What is needed here is an exact copy of every record below.

**Data listing:**
════════

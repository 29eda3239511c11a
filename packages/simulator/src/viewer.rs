//! Simulated viewer: periodically asks for the storekeeper and prints replies.

use std::time::Duration;

use futures_util::{SinkExt, StreamExt};
use serde_json::Value;
use tokio_tungstenite::{connect_async, tungstenite::protocol::Message};

use crate::{
    error::SimulatorError, protocol::viewer_storekeeper_request, runner::SessionEnd,
    ui::print_received,
};

pub async fn run_viewer_session(
    url: &str,
    user_id: &str,
    interval: Duration,
) -> Result<SessionEnd, SimulatorError> {
    let (ws_stream, _) = connect_async(url).await?;
    let (mut write, mut read) = ws_stream.split();
    tracing::info!("Viewer {} connected", user_id);

    let request = viewer_storekeeper_request(user_id).to_string();
    let mut ticker = tokio::time::interval(interval);

    loop {
        tokio::select! {
            _ = ticker.tick() => {
                write.send(Message::Text(request.clone().into())).await?;
                tracing::debug!("Storekeeper requested");
            }
            message = read.next() => {
                let Some(message) = message else {
                    return Ok(SessionEnd::ConnectionLost);
                };
                match message? {
                    Message::Text(text) => match serde_json::from_str::<Value>(text.as_str()) {
                        Ok(value) => print_received(user_id, &value),
                        Err(_) => println!("\n[{}] <- {}", user_id, text),
                    },
                    Message::Close(_) => return Ok(SessionEnd::ConnectionLost),
                    _ => {}
                }
            }
            _ = tokio::signal::ctrl_c() => {
                return Ok(SessionEnd::UserExit);
            }
        }
    }
}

════════

**Output of the task:**
repository 29eda3239511c11a
filename packages/simulator/src/viewer.rs
//! Simulated viewer: periodically asks for the storekeeper and prints replies.

use std::time::Duration;

use futures_util::{SinkExt, StreamExt};
use serde_json::Value;
use tokio_tungstenite::{connect_async, tungstenite::protocol::Message};

use crate::{
    error::SimulatorError, protocol::viewer_storekeeper_request, runner::SessionEnd,
    ui::print_received,
};

pub async fn run_viewer_session(
    url: &str,
    user_id: &str,
    interval: Duration,
) -> Result<SessionEnd, SimulatorError> {
    let (ws_stream, _) = connect_async(url).await?;
    let (mut write, mut read) = ws_stream.split();
    tracing::info!("Viewer {} connected", user_id);

    let request = viewer_storekeeper_request(user_id).to_string();
    let mut ticker = tokio::time::interval(interval);

    loop {
        tokio::select! {
            _ = ticker.tick() => {
                write.send(Message::Text(request.clone().into())).await?;
                tracing::debug!("Storekeeper requested");
            }
            message = read.next() => {
                let Some(message) = message else {
                    return Ok(SessionEnd::ConnectionLost);
                };
                match message? {
                    Message::Text(text) => match serde_json::from_str::<Value>(text.as_str()) {
                        Ok(value) => print_received(user_id, &value),
                        Err(_) => println!("\n[{}] <- {}", user_id, text),
                    },
                    Message::Close(_) => return Ok(SessionEnd::ConnectionLost),
                    _ => {}
                }
            }
            _ = tokio::signal::ctrl_c() => {
                return Ok(SessionEnd::UserExit);
            }
        }
    }
}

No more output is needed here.